Early explorers of the great plains described the landscape to be covered by large herds of buffalo (bison) -- literally thousands of animals stretching as far as the eye could see. It's hard to believe that just over a century ago the American bison had almost been hunted to extinction. It's estimated that 50,000,000 of them were killed -- some for food, some for sport, some for their hides, and some to make the lives of the natives who depended on them more difficult.
Thanks to preservation efforts, including the protection of hundreds of bison in parks around Alberta including in Banff National Park, bison have recovered to about 500,000 animals today.
Bison are impressively large creatures. A bull is as tall as a man and can weigh over a ton. They are the heaviest land animals in North America. Despite their size, they are surprisingly quick, capable of running up to 40 mph.

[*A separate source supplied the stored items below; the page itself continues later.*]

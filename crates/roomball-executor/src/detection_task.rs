use std::{
    thread,
    time::{Duration, Instant},
};

use anyhow::{Context, Result};
use roomball_core::{DetectionSample, Detector};
use tokio::sync::watch;

/// Runs a [`Detector`] on its own thread and keeps only its most recent result.
///
/// The worker publishes one value per completed detection pass into a single-slot
/// cell. The frame loop picks up the value without ever waiting for it; a value is
/// handed out at most once, so frames between two passes see no sample and the marker
/// stays where it is.
pub struct DetectionTask {
    latest_rx: watch::Receiver<Option<DetectionSample>>,
    worker_gone: bool,
}

impl DetectionTask {
    /// Start the detection worker.
    ///
    /// Passes that finish faster than `min_interval` are padded so the worker does not
    /// outrun the frame loop. The worker exits after its current pass once the task is
    /// dropped.
    pub fn spawn(mut detector: Box<dyn Detector>, min_interval: Duration) -> Result<Self> {
        let (latest_tx, latest_rx) = watch::channel(None);
        thread::Builder::new()
            .name("detection".to_string())
            .spawn(move || {
                loop {
                    let started = Instant::now();
                    let sample = detector.capture_and_detect();
                    if latest_tx.send(sample).is_err() {
                        break;
                    }
                    if let Some(rest) = min_interval.checked_sub(started.elapsed()) {
                        thread::sleep(rest);
                    }
                }
                log::debug!("Detection worker stopped");
            })
            .context("Failed to spawn detection thread")?;

        Ok(Self {
            latest_rx,
            worker_gone: false,
        })
    }

    /// Take the result of the latest detection pass, if one completed since the last
    /// call.
    pub fn take_latest(&mut self) -> Option<DetectionSample> {
        {
            // Still readable after the worker is gone, so its last pass is not lost
            let latest = self.latest_rx.borrow_and_update();
            if latest.has_changed() {
                return *latest;
            }
        }
        if self.latest_rx.has_changed().is_err() && !self.worker_gone {
            log::warn!("Detection worker died, the marker will stay frozen");
            self.worker_gone = true;
        }
        None
    }
}

#[cfg(test)]
mod tests {
    use super::*;
    use std::sync::{
        atomic::{AtomicU32, Ordering},
        Arc,
    };

    struct CountingDetector {
        passes: Arc<AtomicU32>,
    }

    impl Detector for CountingDetector {
        fn capture_and_detect(&mut self) -> Option<DetectionSample> {
            let n = self.passes.fetch_add(1, Ordering::SeqCst) as i32;
            Some(DetectionSample {
                pixel_x: n,
                pixel_y: 0,
                depth: 0.5,
                frame_width: 640,
                frame_height: 480,
            })
        }
    }

    struct PanickingDetector;

    /// Reports one hand, then fails on the next pass.
    struct OneShotDetector {
        done: bool,
    }

    impl Detector for OneShotDetector {
        fn capture_and_detect(&mut self) -> Option<DetectionSample> {
            if self.done {
                panic!("camera unplugged");
            }
            self.done = true;
            Some(DetectionSample {
                pixel_x: 7,
                pixel_y: 0,
                depth: 0.5,
                frame_width: 640,
                frame_height: 480,
            })
        }
    }

    impl Detector for PanickingDetector {
        fn capture_and_detect(&mut self) -> Option<DetectionSample> {
            panic!("camera unplugged");
        }
    }

    fn wait_until(mut f: impl FnMut() -> bool) {
        let deadline = Instant::now() + Duration::from_secs(5);
        while !f() {
            assert!(Instant::now() < deadline, "timed out");
            thread::sleep(Duration::from_millis(1));
        }
    }

    #[test]
    fn test_latest_sample_is_taken_once() {
        let passes = Arc::new(AtomicU32::new(0));
        let detector = CountingDetector {
            passes: passes.clone(),
        };
        let mut task = DetectionTask::spawn(Box::new(detector), Duration::from_secs(60)).unwrap();

        let mut sample = None;
        wait_until(|| {
            sample = task.take_latest();
            sample.is_some()
        });
        assert_eq!(sample.unwrap().pixel_x, 0);

        // The worker is asleep until the next pass, so nothing new is available
        assert!(task.take_latest().is_none());
        assert_eq!(passes.load(Ordering::SeqCst), 1);
    }

    #[test]
    fn test_dead_worker_yields_none() {
        let mut task = DetectionTask::spawn(Box::new(PanickingDetector), Duration::ZERO).unwrap();
        wait_until(|| task.latest_rx.has_changed().is_err());

        assert!(task.take_latest().is_none());
        assert!(task.worker_gone);
        assert!(task.take_latest().is_none());
    }

    #[test]
    fn test_last_sample_survives_dead_worker() {
        let detector = OneShotDetector { done: false };
        let mut task = DetectionTask::spawn(Box::new(detector), Duration::ZERO).unwrap();
        wait_until(|| task.latest_rx.has_changed().is_err());

        assert_eq!(task.take_latest().map(|s| s.pixel_x), Some(7));
        assert!(task.take_latest().is_none());
        assert!(task.worker_gone);
    }
}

These bison were photographed at a large fenced-in enclosure in Rocky Mountain House National Historic Site. This is located north and west of Calgary, on the banks of the North Saskatchewan River in the shadow of the Rocky Mountain foothills. The area used to be home to a fort that was used in the fur trade.
When I arrived the bison were grazing at some distance. I waited patiently and soon they were not far from me and I could get some decent photos. There were about ten animals in the herd, including a few calves, with a massive alpha male. Several of the younger buffalo were very interested in me, but the alpha male was most concerned with consuming large quantities of grass.